## posterior collapse

Posted in Statistics with tags , , , , , , on February 24, 2022 by xi'an

The latest ABC One World webinar was a talk by Yixin Wang about the posterior collapse of auto-encoders, of which I was completely unaware. It is essentially an identifiability issue with auto-encoders, where the latent variable z at the source of the VAE does not impact the likelihood, assumed to be an exponential family with parameter depending on z and on θ, through possibly a neural network construct. The variational part comes from the parameter being estimated as θ⁰, via a variational approximation.

“….the problem of posterior collapse mainly arises from the model and the data, rather than from inference or optimization…”

The collapse means that the posterior for the latent satisfies p(z|θ⁰,x)=p(z), which is not a standard property since θ⁰=θ⁰(x). Which Yixin Wang, David Blei and John Cunningham show is equivalent to p(x|θ⁰,z)=p(x|θ⁰), i.e. z being unidentifiable. The above quote is then both correct and incorrect in that the choice of the inference approach, i.e. of the estimator θ⁰=θ⁰(x) has an impact on whether or not p(z|θ⁰,x)=p(z) holds. As acknowledged by the authors when describing “methods modify the optimization objectives or algorithms of VAE to avoid parameter values θ at which the latent variable is non-identifiable“. They later build a resolution for identifiable VAEs by imposing that the conditional p(x|θ,z) is injective in z for all values of θ. Resulting in a neural network with Brenier maps.

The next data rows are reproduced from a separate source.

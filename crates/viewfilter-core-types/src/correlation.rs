//! Correlation identifiers
//!
//! Every top-level projection call gets its own `RequestId` so that the
//! start/end events it emits can be tied together in the logs.

use serde::{Deserialize, Serialize};
use uuid::Uuid;

/// Unique identifier for a single projection call
#[derive(Debug, Clone, PartialEq, Eq, Hash, Serialize, Deserialize)]
pub struct RequestId(String);

impl RequestId {
    /// Generate a new RequestId using UUIDv7
    pub fn new() -> Self {
        Self(Uuid::now_v7().to_string())
    }

    /// Get the string representation
    pub fn as_str(&self) -> &str {
        &self.0
    }

    /// Create from an existing string (for deserialization)
    pub fn from_string(s: String) -> Self {
        Self(s)
    }
}

impl Default for RequestId {
    fn default() -> Self {
        Self::new()
    }
}

impl std::fmt::Display for RequestId {
    fn fmt(&self, f: &mut std::fmt::Formatter<'_>) -> std::fmt::Result {
        write!(f, "{}", self.0)
    }
}
use thiserror::Error;

use crate::model::Value;

/// Result type alias using ViewFilterError
pub type Result<T> = std::result::Result<T, ViewFilterError>;

// ========== Error Facility ==========

/// Canonical error kind taxonomy
///
/// Each kind maps to a stable error code that can be used for programmatic
/// error handling, log assertions and external reporting.
#[derive(Debug, Clone, Copy, PartialEq, Eq)]
pub enum ExErrorKind {
    // Projection
    ConstructionFailed,
    FieldAccessDenied,
    Introspection,
    ProjectionFailed,

    // Metadata configuration
    DuplicateTag,
    UnknownTag,
    DuplicateClass,
    UnknownClass,
    DuplicateField,
    UnknownField,
}

impl ExErrorKind {
    /// Get the stable error code for this kind
    pub fn code(&self) -> &'static str {
        match self {
            ExErrorKind::ConstructionFailed => "ERR_CONSTRUCTION_FAILED",
            ExErrorKind::FieldAccessDenied => "ERR_FIELD_ACCESS_DENIED",
            ExErrorKind::Introspection => "ERR_INTROSPECTION",
            ExErrorKind::ProjectionFailed => "ERR_PROJECTION_FAILED",
            ExErrorKind::DuplicateTag => "ERR_DUPLICATE_TAG",
            ExErrorKind::UnknownTag => "ERR_UNKNOWN_TAG",
            ExErrorKind::DuplicateClass => "ERR_DUPLICATE_CLASS",
            ExErrorKind::UnknownClass => "ERR_UNKNOWN_CLASS",
            ExErrorKind::DuplicateField => "ERR_DUPLICATE_FIELD",
            ExErrorKind::UnknownField => "ERR_UNKNOWN_FIELD",
        }
    }
}

/// Canonical structured error type
///
/// Flattened, classification-first view of a [`ViewFilterError`], used by the
/// logging macros and by callers that only care about stable codes.
#[derive(Debug, Clone)]
pub struct ExError {
    kind: ExErrorKind,
    op: Option<String>,
    type_name: Option<String>,
    field: Option<String>,
    message: String,
    source: Option<Box<ExError>>,
}

impl ExError {
    /// Create a new error with the specified kind
    pub fn new(kind: ExErrorKind) -> Self {
        Self {
            kind,
            op: None,
            type_name: None,
            field: None,
            message: String::new(),
            source: None,
        }
    }

    /// Add operation context
    pub fn with_op(mut self, op: impl Into<String>) -> Self {
        self.op = Some(op.into());
        self
    }

    /// Add type name context
    pub fn with_type_name(mut self, type_name: impl Into<String>) -> Self {
        self.type_name = Some(type_name.into());
        self
    }

    /// Add field name context
    pub fn with_field(mut self, field: impl Into<String>) -> Self {
        self.field = Some(field.into());
        self
    }

    /// Add custom message
    pub fn with_message(mut self, message: impl Into<String>) -> Self {
        self.message = message.into();
        self
    }

    /// Add source error
    pub fn with_source(mut self, source: ExError) -> Self {
        self.source = Some(Box::new(source));
        self
    }

    pub fn kind(&self) -> ExErrorKind {
        self.kind
    }

    /// Get the stable error code
    pub fn code(&self) -> &'static str {
        self.kind.code()
    }

    pub fn op(&self) -> Option<&str> {
        self.op.as_deref()
    }

    pub fn type_name(&self) -> Option<&str> {
        self.type_name.as_deref()
    }

    pub fn field(&self) -> Option<&str> {
        self.field.as_deref()
    }

    pub fn message(&self) -> &str {
        &self.message
    }

    /// Get the source error, if any
    pub fn source_error(&self) -> Option<&ExError> {
        self.source.as_deref()
    }
}

impl std::fmt::Display for ExError {
    fn fmt(&self, f: &mut std::fmt::Formatter<'_>) -> std::fmt::Result {
        write!(f, "[{}]", self.code())?;
        if let Some(op) = &self.op {
            write!(f, " in operation '{}'", op)?;
        }
        if !self.message.is_empty() {
            write!(f, ": {}", self.message)?;
        }
        if let Some(type_name) = &self.type_name {
            write!(f, " (type: {})", type_name)?;
        }
        if let Some(field) = &self.field {
            write!(f, " (field: {})", field)?;
        }
        Ok(())
    }
}

impl std::error::Error for ExError {
    fn source(&self) -> Option<&(dyn std::error::Error + 'static)> {
        self.source
            .as_deref()
            .map(|s| s as &(dyn std::error::Error + 'static))
    }
}

// ========== End Error Facility ==========

/// Error taxonomy for view filtering
#[derive(Error, Debug, Clone)]
pub enum ViewFilterError {
    // ===== Projection failures =====
    /// A class or container kind has no zero-argument constructor
    #[error("Cannot construct {type_name}: {reason}")]
    ConstructionFailed { type_name: String, reason: String },

    /// A field cannot be read from the source or written to the clone
    #[error("Cannot access field {type_name}.{field}: {reason}")]
    FieldAccessDenied {
        type_name: String,
        field: String,
        reason: String,
    },

    /// Any other failure raised by a metadata or ancestry provider
    #[error("Introspection failed: {reason}")]
    Introspection { reason: String },

    /// Unified failure returned by a projection call
    ///
    /// `object` is the value being processed at the innermost point of
    /// failure; `cause` is the original error.
    #[error("Projection failed on {object:?}: {cause}")]
    ProjectionFailed {
        object: Value,
        #[source]
        cause: Box<ViewFilterError>,
    },

    // ===== Metadata configuration =====
    #[error("View tag already defined: {name}")]
    DuplicateTag { name: String },

    #[error("Unknown view tag: {name}")]
    UnknownTag { name: String },

    #[error("Class already defined: {name}")]
    DuplicateClass { name: String },

    #[error("Unknown class: {name}")]
    UnknownClass { name: String },

    #[error("Field {field} declared twice on {type_name}")]
    DuplicateField { type_name: String, field: String },

    #[error("Unknown field {field} on {type_name}")]
    UnknownField { type_name: String, field: String },
}

impl ViewFilterError {
    /// Wrap this error as a `ProjectionFailed` naming `object`.
    ///
    /// An error that is already a `ProjectionFailed` is returned unchanged, so
    /// the wrapper always names the innermost value.
    pub fn at(self, object: &Value) -> Self {
        match self {
            ViewFilterError::ProjectionFailed { .. } => self,
            cause => ViewFilterError::ProjectionFailed {
                object: object.clone(),
                cause: Box::new(cause),
            },
        }
    }

    /// The value being processed when a projection failed
    pub fn object(&self) -> Option<&Value> {
        match self {
            ViewFilterError::ProjectionFailed { object, .. } => Some(object),
            _ => None,
        }
    }

    /// The original cause of a projection failure
    pub fn cause(&self) -> Option<&ViewFilterError> {
        match self {
            ViewFilterError::ProjectionFailed { cause, .. } => Some(cause),
            _ => None,
        }
    }
}

/// Convert ViewFilterError to ExError
impl From<ViewFilterError> for ExError {
    fn from(err: ViewFilterError) -> Self {
        let message = err.to_string();
        match err {
            ViewFilterError::ConstructionFailed { type_name, .. } => {
                ExError::new(ExErrorKind::ConstructionFailed)
                    .with_type_name(type_name)
                    .with_message(message)
            }

            ViewFilterError::FieldAccessDenied {
                type_name, field, ..
            } => ExError::new(ExErrorKind::FieldAccessDenied)
                .with_type_name(type_name)
                .with_field(field)
                .with_message(message),

            ViewFilterError::Introspection { .. } => {
                ExError::new(ExErrorKind::Introspection).with_message(message)
            }

            // The failing value is described in `message`; `type_name` only
            // ever carries a class name, taken from the cause.
            ViewFilterError::ProjectionFailed { cause, .. } => {
                let source: ExError = (*cause).into();
                let mut ex = ExError::new(ExErrorKind::ProjectionFailed)
                    .with_op("apply_to")
                    .with_message(message);
                if let Some(type_name) = source.type_name() {
                    ex = ex.with_type_name(type_name);
                }
                ex.with_source(source)
            }

            ViewFilterError::DuplicateTag { .. } => {
                ExError::new(ExErrorKind::DuplicateTag).with_message(message)
            }

            ViewFilterError::UnknownTag { .. } => {
                ExError::new(ExErrorKind::UnknownTag).with_message(message)
            }

            ViewFilterError::DuplicateClass { name } => ExError::new(ExErrorKind::DuplicateClass)
                .with_type_name(name)
                .with_message(message),

            ViewFilterError::UnknownClass { name } => ExError::new(ExErrorKind::UnknownClass)
                .with_type_name(name)
                .with_message(message),

            ViewFilterError::DuplicateField { type_name, field } => {
                ExError::new(ExErrorKind::DuplicateField)
                    .with_type_name(type_name)
                    .with_field(field)
                    .with_message(message)
            }

            ViewFilterError::UnknownField { type_name, field } => {
                ExError::new(ExErrorKind::UnknownField)
                    .with_type_name(type_name)
                    .with_field(field)
                    .with_message(message)
            }
        }
    }
}
//! Core types shared across the viewfilter crates
//!
//! - **Correlation**: `RequestId` identifying a single projection call
//! - **Schema constants**: canonical field keys and event names for
//!   structured logging

pub mod correlation;
pub mod schema;

pub use correlation::RequestId;
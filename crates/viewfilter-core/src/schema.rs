//! Class descriptor tables
//!
//! A [`Schema`] is the field metadata for every class that can appear in an
//! object graph. It is assembled once at start-up with [`SchemaBuilder`] and
//! shared read-only afterwards. Each class records its parent, its own
//! fields (each with an optional view tag) and whether it can be constructed
//! without arguments.
//!
//! Object layout: a class's slots are its parent's slots followed by its own
//! fields, so a shadowed field name gets a distinct slot per declaring class.

use std::collections::HashMap;

use crate::errors::{Result, ViewFilterError};
use crate::model::{Object, Value};
use crate::tags::TagId;

/// Handle to a class defined in a [`Schema`]
#[derive(Debug, Clone, Copy, PartialEq, Eq, Hash, PartialOrd, Ord)]
pub struct ClassId(u32);

impl ClassId {
    pub fn index(&self) -> usize {
        self.0 as usize
    }

    pub(crate) fn from_index(index: usize) -> Self {
        Self(index as u32)
    }
}

/// Static type of a field, which decides its zero value
#[derive(Debug, Clone, Copy, PartialEq, Eq)]
pub enum FieldType {
    Bool,
    Int,
    Float,
    Char,
    /// Any shared value: strings, arrays, containers, objects
    Reference,
}

impl FieldType {
    /// `false`, `0`, `0.0`, `'\0'` or null
    pub fn zero_value(&self) -> Value {
        match self {
            FieldType::Bool => Value::Bool(false),
            FieldType::Int => Value::Int(0),
            FieldType::Float => Value::Float(0.0),
            FieldType::Char => Value::Char('\0'),
            FieldType::Reference => Value::Null,
        }
    }
}

/// Whether the metadata layer lets a field be read or written
#[derive(Debug, Clone, Copy, PartialEq, Eq, Default)]
pub enum FieldAccess {
    #[default]
    ReadWrite,
    /// Readable, but cannot be assigned after construction
    ReadOnly,
    /// Writable, but its value cannot be read through the metadata layer
    WriteOnly,
}

/// One field of one class
#[derive(Debug, Clone, PartialEq)]
pub struct FieldDescriptor {
    declaring: ClassId,
    name: String,
    field_type: FieldType,
    tag: Option<TagId>,
    access: FieldAccess,
    slot: usize,
}

impl FieldDescriptor {
    pub fn declaring_class(&self) -> ClassId {
        self.declaring
    }

    pub fn name(&self) -> &str {
        &self.name
    }

    pub fn field_type(&self) -> FieldType {
        self.field_type
    }

    /// The declared view tag; untagged fields are never projected
    pub fn tag(&self) -> Option<TagId> {
        self.tag
    }

    pub fn access(&self) -> FieldAccess {
        self.access
    }

    pub fn slot(&self) -> usize {
        self.slot
    }
}
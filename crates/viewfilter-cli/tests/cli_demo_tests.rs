//! CLI integration tests
//!
//! Spawn the built binary and check what it prints for the demo user.

use std::process::{Command, Output};

fn run(args: &[&str]) -> Output {
    let cli_bin = env!("CARGO_BIN_EXE_viewfilter");
    Command::new(cli_bin)
        .args(args)
        .env_remove("RUST_LOG")
        .output()
        .expect("Failed to execute CLI")
}

fn projected_line(output: &Output) -> String {
    let stdout = String::from_utf8_lossy(&output.stdout);
    stdout
        .lines()
        .find(|line| line.starts_with("projected:"))
        .unwrap_or_else(|| panic!("no projected line in: {}", stdout))
        .to_string()
}

#[test]
fn test_demo_public_view_hides_password() {
    let output = run(&["demo", "--view", "public"]);

    assert!(
        output.status.success(),
        "CLI command should succeed. Stderr: {}",
        String::from_utf8_lossy(&output.stderr)
    );
    assert_eq!(
        projected_line(&output),
        r#"projected: User{username: "alice", password: null, email: "alice@example.com"}"#
    );
}

#[test]
fn test_demo_credentials_view_hides_email() {
    let output = run(&[
        "demo",
        "--view",
        "Credentials",
        "--username",
        "bob",
        "--password",
        "pw",
        "--profile",
        "production",
    ]);

    assert!(output.status.success());
    assert_eq!(
        projected_line(&output),
        r#"projected: User{username: "bob", password: "pw", email: null}"#
    );
}

#[test]
fn test_demo_original_line_is_unfiltered() {
    let output = run(&["demo", "--view", "username"]);

    let stdout = String::from_utf8_lossy(&output.stdout);
    assert!(stdout.contains(
        r#"original:  User{username: "alice", password: "s3cret", email: "alice@example.com"}"#
    ));
}

#[test]
fn test_demo_unknown_view_fails() {
    let output = run(&["demo", "--view", "Admin"]);

    assert!(!output.status.success());
    assert_eq!(output.status.code(), Some(1));
    let stderr = String::from_utf8_lossy(&output.stderr);
    assert!(stderr.contains("Error: Unknown view tag: Admin"), "{}", stderr);
}

#[test]
fn test_views_lists_composite_tags() {
    let output = run(&["views"]);

    assert!(output.status.success());
    let stdout = String::from_utf8_lossy(&output.stdout);
    assert!(stdout.lines().any(|l| l == "Username"));
    assert!(stdout.lines().any(|l| l == "Public extends Username, EMail"));
    assert!(stdout.lines().any(|l| l == "Credentials extends Username, Password"));
}

#[test]
fn test_views_json() {
    let output = run(&["views", "--json"]);

    assert!(output.status.success());
    let views: serde_json::Value = serde_json::from_slice(&output.stdout).unwrap();
    let views = views.as_array().unwrap();
    assert_eq!(views.len(), 5);
    let public = views.iter().find(|v| v["name"] == "Public").unwrap();
    assert_eq!(public["extends"], serde_json::json!(["Username", "EMail"]));
}
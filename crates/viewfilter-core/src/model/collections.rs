use super::value::Value;
use crate::errors::{Result, ViewFilterError};
use crate::schema::ClassId;

/// Static element type of an [`ObjectArray`]
#[derive(Debug, Clone, Copy, PartialEq, Eq)]
pub enum ElementType {
    Any,
    Str,
    Class(ClassId),
}

/// Array of reference-typed elements
#[derive(Clone)]
pub struct ObjectArray {
    element: ElementType,
    items: Vec<Value>,
}

impl ObjectArray {
    pub fn new(element: ElementType, items: Vec<Value>) -> Self {
        Self { element, items }
    }

    /// Array of `len` nulls
    pub fn with_len(element: ElementType, len: usize) -> Self {
        Self {
            element,
            items: vec![Value::Null; len],
        }
    }

    pub fn element(&self) -> ElementType {
        self.element
    }

    pub fn items(&self) -> &[Value] {
        &self.items
    }

    pub fn get(&self, index: usize) -> Option<&Value> {
        self.items.get(index)
    }

    /// Overwrite the element at `index`; the array length is fixed.
    pub fn set(&mut self, index: usize, value: Value) -> Result<()> {
        let len = self.items.len();
        let slot = self
            .items
            .get_mut(index)
            .ok_or_else(|| ViewFilterError::Introspection {
                reason: format!("array index {} out of bounds (len {})", index, len),
            })?;
        *slot = value;
        Ok(())
    }

    pub fn len(&self) -> usize {
        self.items.len()
    }

    pub fn is_empty(&self) -> bool {
        self.items.is_empty()
    }
}

/// Array of primitive elements
///
/// Projection never copies these; see [`crate::engine`].
#[derive(Debug, Clone, PartialEq)]
pub enum PrimitiveArray {
    Bool(Vec<bool>),
    Byte(Vec<u8>),
    Int(Vec<i64>),
    Float(Vec<f64>),
    Char(Vec<char>),
}

impl PrimitiveArray {
    pub fn len(&self) -> usize {
        match self {
            PrimitiveArray::Bool(v) => v.len(),
            PrimitiveArray::Byte(v) => v.len(),
            PrimitiveArray::Int(v) => v.len(),
            PrimitiveArray::Float(v) => v.len(),
            PrimitiveArray::Char(v) => v.len(),
        }
    }

    pub fn is_empty(&self) -> bool {
        self.len() == 0
    }

    pub fn element_name(&self) -> &'static str {
        match self {
            PrimitiveArray::Bool(_) => "bool",
            PrimitiveArray::Byte(_) => "byte",
            PrimitiveArray::Int(_) => "int",
            PrimitiveArray::Float(_) => "float",
            PrimitiveArray::Char(_) => "char",
        }
    }
}

/// Concrete container implementation
#[derive(Debug, Clone, Copy, PartialEq, Eq)]
pub enum ContainerKind {
    /// Growable ordered list
    List,
    /// Double-ended ordered queue
    Deque,
    /// Unordered set, deduplicated by [`Value::same_value`]
    Set,
    /// Fixed-size list view over existing storage; cannot be default-constructed
    FixedList,
}

impl ContainerKind {
    pub fn name(&self) -> &'static str {
        match self {
            ContainerKind::List => "List",
            ContainerKind::Deque => "Deque",
            ContainerKind::Set => "Set",
            ContainerKind::FixedList => "FixedList",
        }
    }

    pub fn is_ordered(&self) -> bool {
        !matches!(self, ContainerKind::Set)
    }

    pub fn has_default_constructor(&self) -> bool {
        !matches!(self, ContainerKind::FixedList)
    }

    /// Zero-argument construction of an empty container of this kind
    ///
    /// # Errors
    ///
    /// Returns `ConstructionFailed` for kinds without a default constructor.
    pub fn instantiate(&self) -> Result<Container> {
        if !self.has_default_constructor() {
            return Err(ViewFilterError::ConstructionFailed {
                type_name: self.name().to_string(),
                reason: "container kind has no zero-argument constructor".to_string(),
            });
        }
        Ok(Container {
            kind: *self,
            items: Vec::new(),
        })
    }
}

/// A homogeneous list-like or set-like collection
#[derive(Clone)]
pub struct Container {
    kind: ContainerKind,
    items: Vec<Value>,
}

impl Container {
    /// Build a container holding `items`, deduplicating for set kinds.
    ///
    /// Unlike [`ContainerKind::instantiate`], this works for every kind.
    pub fn with_items(kind: ContainerKind, items: impl IntoIterator<Item = Value>) -> Self {
        let mut container = Container {
            kind,
            items: Vec::new(),
        };
        for item in items {
            container.insert(item);
        }
        container
    }

    pub fn kind(&self) -> ContainerKind {
        self.kind
    }

    /// Append `value`; returns false when a set already holds it.
    pub fn add(&mut self, value: Value) -> Result<bool> {
        if self.kind == ContainerKind::FixedList {
            return Err(ViewFilterError::Introspection {
                reason: "FixedList does not support add".to_string(),
            });
        }
        Ok(self.insert(value))
    }

    fn insert(&mut self, value: Value) -> bool {
        if self.kind == ContainerKind::Set && self.items.iter().any(|v| v.same_value(&value)) {
            return false;
        }
        self.items.push(value);
        true
    }

    /// Elements in this container's iteration order
    pub fn iter(&self) -> std::slice::Iter<'_, Value> {
        self.items.iter()
    }

    pub fn items(&self) -> &[Value] {
        &self.items
    }

    pub fn len(&self) -> usize {
        self.items.len()
    }

    pub fn is_empty(&self) -> bool {
        self.items.is_empty()
    }
}
//! Structured logging facility
//!
//! - Single initialization point via `init(profile)`
//! - Structured logging macros (`log_op_start!`, `log_op_end!`, `log_op_error!`)
//! - Test capture mode for deterministic assertions
//!
//! # Usage
//!
//! ```rust
//! use viewfilter_core::logging_facility::{init, Profile};
//!
//! // Initialize once at application startup
//! init(Profile::Development);
//! ```

pub mod init;
pub mod macros;
pub mod test_capture;

pub use init::{init, Profile};
pub use test_capture::{init_test_capture, CapturedEvent, TestCapture};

From a Bayesian perspective, I have difficulties to connect to the issue, the folk lore being that selecting a proper prior is a sufficient fix for avoiding non-identifiability, but more fundamentally I wonder at the relevance of inferring about the latent z’s and hence worrying about their identifiability or lack thereof.

## variational approximation to empirical likelihood ABC

Posted in Statistics with tags , , , , , , , , , , , , , , , , , , on October 1, 2021 by xi'an

Sanjay Chaudhuri and his colleagues from Singapore arXived last year a paper on a novel version of empirical likelihood ABC that I hadn’t yet found time to read. This proposal connects with our own, published with Kerrie Mengersen and Pierre Pudlo in 2013 in PNAS. It is presented as an attempt at approximating the posterior distribution based on a vector of (summary) statistics, the variational approximation (or information projection) appearing in the construction of the sampling distribution of the observed summary. (Along with a weird eyed-g symbol! I checked inside the original LaTeX file and it happens to be a mathbbmtt g, that is, the typewriter version of a blackboard computer modern g…) Which writes as an entropic correction of the true posterior distribution (in Theorem 1).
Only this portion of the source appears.